One of the nation’s largest cybersecurity conferences is inviting attendees to get hands-on experience hacking a slew of voting machines, demonstrating to researchers how easy the process can be. “It took me only a few minutes to see how to hack it,” said security consultant Thomas Richards, glancing at a Premier Election Solutions machine currently in use in Georgia. The DEF CON cybersecurity conference is held annually in Las Vegas. This year, for the first time, the conference is hosting a “Voting Machine Village” where attendees can try to hack a number of systems and help catch vulnerabilities. The conference acquired 30 machines for hackers to toy with. Every voting machine in the village was hacked.

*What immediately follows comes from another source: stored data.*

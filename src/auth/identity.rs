//! Identity returned by the SmartNSF login endpoint and the session cookies attached to it.

// crates.io
use serde_json::{Map, Value};
// self
use crate::_prelude::*;

/// Session cookie issued by the remote host during the delegated exchange.
///
/// Cookies order by name, then value.
#[derive(Clone, PartialEq, Eq, PartialOrd, Ord, Serialize, Deserialize)]
pub struct SessionCookie {
	/// Cookie name (for example `DomAuthSessId` or `LtpaToken`).
	pub name: String,
	/// Cookie value. Treat it like a bearer token.
	pub value: String,
}
impl SessionCookie {
	/// Creates a cookie from its name and value.
	pub fn new(name: impl Into<String>, value: impl Into<String>) -> Self {
		Self { name: name.into(), value: value.into() }
	}

	/// Splits a `Cookie` request header (`a=1; b=2`) into ordered cookies.
	///
	/// Segments without a `=` or with an empty name are skipped.
	pub fn parse_header(raw: &str) -> Vec<Self> {
		raw.split(';')
			.filter_map(|pair| {
				let (name, value) = pair.split_once('=')?;
				let name = name.trim();

				if name.is_empty() {
					return None;
				}

				Some(Self::new(name, value.trim()))
			})
			.collect()
	}
}
impl Debug for SessionCookie {
	fn fmt(&self, f: &mut Formatter) -> FmtResult {
		f.debug_struct("SessionCookie")
			.field("name", &self.name)
			.field("value", &"<redacted>")
			.finish()
	}
}

/// Reasons a response body is not accepted as an identity.
///
/// Every variant collapses into the same authentication failure; the detail only reaches
/// debug logs.
#[derive(Debug, ThisError)]
pub enum IdentityRejection {
	/// Body is not JSON.
	#[error("Response body is not valid JSON.")]
	Malformed(#[source] serde_json::Error),
	/// Body is JSON but not an object.
	#[error("Response body is not a JSON object.")]
	NotAnObject,
	/// Body has no non-empty string `username`.
	#[error("Response body does not carry a username.")]
	MissingUsername,
}

/// Identity reported by the SmartNSF login endpoint.
///
/// A typical payload looks like:
///
/// ```json
/// {
///   "username": "Hans Muster/ACME",
///   "email": "hans.muster@acme.com",
///   "roles": ["[dbmanager]", "[signer]"],
///   "groups": ["*", "_ServerAccess"],
///   "accesslevel": 3
/// }
/// ```
///
/// Fields beyond the known ones, and known ones whose value has an unexpected type, are kept in
/// [`RemoteIdentity::extra`].
#[derive(Clone, Debug, PartialEq, Serialize)]
pub struct RemoteIdentity {
	/// Canonical or abbreviated Notes name.
	pub username: String,
	/// Primary mail address, when the directory has one.
	#[serde(skip_serializing_if = "Option::is_none")]
	pub email: Option<String>,
	/// Database ACL roles, in the order the server reported them.
	pub roles: Vec<String>,
	/// Group memberships, in the order the server reported them.
	pub groups: Vec<String>,
	/// Database ACL access level. Numeric strings such as `"3"` are accepted.
	#[serde(skip_serializing_if = "Option::is_none")]
	pub accesslevel: Option<i64>,
	/// Session cookies the remote host set during the login exchange.
	pub cookies: Vec<SessionCookie>,
	/// Remaining response fields.
	#[serde(flatten)]
	pub extra: Map<String, Value>,
}
impl RemoteIdentity {
	/// Parses a login endpoint response body.
	///
	/// The body must be a JSON object whose `username` is a non-empty string. Every other field
	/// is optional: `null` reads as absent, and a value of an unexpected type stays in
	/// [`RemoteIdentity::extra`] untouched.
	pub fn from_body(body: &str) -> Result<Self, IdentityRejection> {
		let value = serde_json::from_str::<Value>(body).map_err(IdentityRejection::Malformed)?;
		let Value::Object(mut extra) = value else {
			return Err(IdentityRejection::NotAnObject);
		};
		let username = match extra.remove("username") {
			Some(Value::String(username)) if !username.is_empty() => username,
			_ => return Err(IdentityRejection::MissingUsername),
		};
		let email = take_field(&mut extra, "email", |value| match value {
			Value::String(email) => Some(email.clone()),
			_ => None,
		});
		let roles = take_field(&mut extra, "roles", string_list).unwrap_or_default();
		let groups = take_field(&mut extra, "groups", string_list).unwrap_or_default();
		let accesslevel = take_field(&mut extra, "accesslevel", |value| match value {
			Value::Number(level) => level.as_i64(),
			Value::String(level) => level.trim().parse().ok(),
			_ => None,
		});

		Ok(Self { username, email, roles, groups, accesslevel, cookies: Vec::new(), extra })
	}

	/// Attaches the session cookies captured during the exchange.
	///
	/// A `cookies` key sent by the remote host is dropped from [`RemoteIdentity::extra`] so the
	/// captured cookies are the only ones that serialize.
	pub fn with_cookies(mut self, cookies: Vec<SessionCookie>) -> Self {
		self.extra.remove("cookies");
		self.cookies = cookies;

		self
	}
}

/// Removes `key` from `extra` when `read` accepts its value; `null` is dropped as absent.
fn take_field<T>(
	extra: &mut Map<String, Value>,
	key: &str,
	read: impl FnOnce(&Value) -> Option<T>,
) -> Option<T> {
	match extra.get(key) {
		Some(Value::Null) => {
			extra.remove(key);

			None
		},
		Some(value) => {
			let field = read(value)?;

			extra.remove(key);

			Some(field)
		},
		None => None,
	}
}

fn string_list(value: &Value) -> Option<Vec<String>> {
	value.as_array()?.iter().map(|item| item.as_str().map(ToOwned::to_owned)).collect()
}

#[cfg(test)]
mod tests {
	// self
	use super::*;

	#[test]
	fn full_payload_parses() {
		let identity = RemoteIdentity::from_body(
			r#"{
				"username": "Hans Muster/ACME",
				"email": "hans.muster@acme.com",
				"roles": ["[dbmanager]", "[signer]"],
				"groups": ["*", "_ServerAccess"],
				"accesslevel": 3,
				"displayname": "Hans Muster"
			}"#,
		)
		.expect("Full identity payload should parse.");

		assert_eq!(identity.username, "Hans Muster/ACME");
		assert_eq!(identity.email.as_deref(), Some("hans.muster@acme.com"));
		assert_eq!(identity.roles, ["[dbmanager]", "[signer]"]);
		assert_eq!(identity.groups, ["*", "_ServerAccess"]);
		assert_eq!(identity.accesslevel, Some(3));
		assert_eq!(identity.extra.get("displayname"), Some(&Value::from("Hans Muster")));
		assert!(identity.cookies.is_empty());
	}

	#[test]
	fn bodies_without_identity_are_rejected() {
		assert!(matches!(
			RemoteIdentity::from_body("not json"),
			Err(IdentityRejection::Malformed(_))
		));
		assert!(matches!(
			RemoteIdentity::from_body("[\"username\"]"),
			Err(IdentityRejection::NotAnObject)
		));
		assert!(matches!(
			RemoteIdentity::from_body("{\"email\":\"x@acme.com\"}"),
			Err(IdentityRejection::MissingUsername)
		));
		assert!(matches!(
			RemoteIdentity::from_body("{\"username\":\"\"}"),
			Err(IdentityRejection::MissingUsername)
		));
		assert!(matches!(
			RemoteIdentity::from_body("{\"username\":42}"),
			Err(IdentityRejection::MissingUsername)
		));
	}

	#[test]
	fn null_optional_fields_read_as_absent() {
		let identity = RemoteIdentity::from_body(
			"{\"username\":\"Hans Muster/ACME\",\"email\":null,\"roles\":null,\"groups\":null,\
			 \"accesslevel\":null}",
		)
		.expect("Null optional fields should be accepted.");

		assert_eq!(identity.username, "Hans Muster/ACME");
		assert!(identity.email.is_none());
		assert!(identity.roles.is_empty());
		assert!(identity.groups.is_empty());
		assert!(identity.accesslevel.is_none());
		assert!(identity.extra.is_empty());
	}

	#[test]
	fn mistyped_optional_fields_are_kept_as_extra() {
		let identity = RemoteIdentity::from_body(
			"{\"username\":\"Hans Muster/ACME\",\"email\":false,\"roles\":\"[signer]\",\
			 \"groups\":[\"*\",7],\"accesslevel\":\"3\"}",
		)
		.expect("Mistyped optional fields should be accepted.");

		assert_eq!(identity.accesslevel, Some(3));
		assert!(identity.email.is_none());
		assert!(identity.roles.is_empty());
		assert!(identity.groups.is_empty());
		assert_eq!(identity.extra.get("email"), Some(&Value::Bool(false)));
		assert_eq!(identity.extra.get("roles"), Some(&Value::from("[signer]")));
		assert_eq!(identity.extra.get("groups"), Some(&serde_json::json!(["*", 7])));
		assert!(identity.extra.get("accesslevel").is_none());
	}

	#[test]
	fn cookies_sort_by_name() {
		let mut cookies = vec![
			SessionCookie::new("LtpaToken", "x"),
			SessionCookie::new("DomAuthSessId", "b"),
			SessionCookie::new("DomAuthSessId", "a"),
		];

		cookies.sort();

		assert_eq!(
			cookies,
			vec![
				SessionCookie::new("DomAuthSessId", "a"),
				SessionCookie::new("DomAuthSessId", "b"),
				SessionCookie::new("LtpaToken", "x"),
			]
		);
	}

	#[test]
	fn captured_cookies_replace_remote_cookies_field() {
		let identity = RemoteIdentity::from_body("{\"username\":\"hans\",\"cookies\":\"spoofed\"}")
			.expect("Identity with a cookies key should parse.")
			.with_cookies(vec![SessionCookie::new("DomAuthSessId", "abc")]);
		let value = serde_json::to_value(&identity).expect("Identity should serialize.");

		assert_eq!(value["cookies"][0]["name"], "DomAuthSessId");
		assert!(identity.extra.get("cookies").is_none());
	}

	#[test]
	fn cookie_header_splits_in_order() {
		let cookies = SessionCookie::parse_header("DomAuthSessId=abc; LtpaToken=x=y;  ; =bad");

		assert_eq!(
			cookies,
			vec![SessionCookie::new("DomAuthSessId", "abc"), SessionCookie::new("LtpaToken", "x=y")]
		);
		assert!(!format!("{:?}", cookies[0]).contains("abc"));
	}
}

Though voting machines are technologically simple, they are difficult for researchers to obtain for independent research. The machine that Richards learned how to hack used beneath-the-surface software, known as firmware, designed in 2007. But a number of well-known vulnerabilities in that firmware have developed over the past decade. “I didn’t come in knowing what to expect, but I was surprised by what I found,” he said.
… “There’s so much misinformation about voting machines on the internet,” said Harri Hursti, cofounder of Nordic Innovation Labs, who helped organize the event.
“The Village was announced last minute. But in the forums, people were active, looking to understand the problem. The changes have to start somewhere. This year it’s in this room, next year it will be a bigger room.”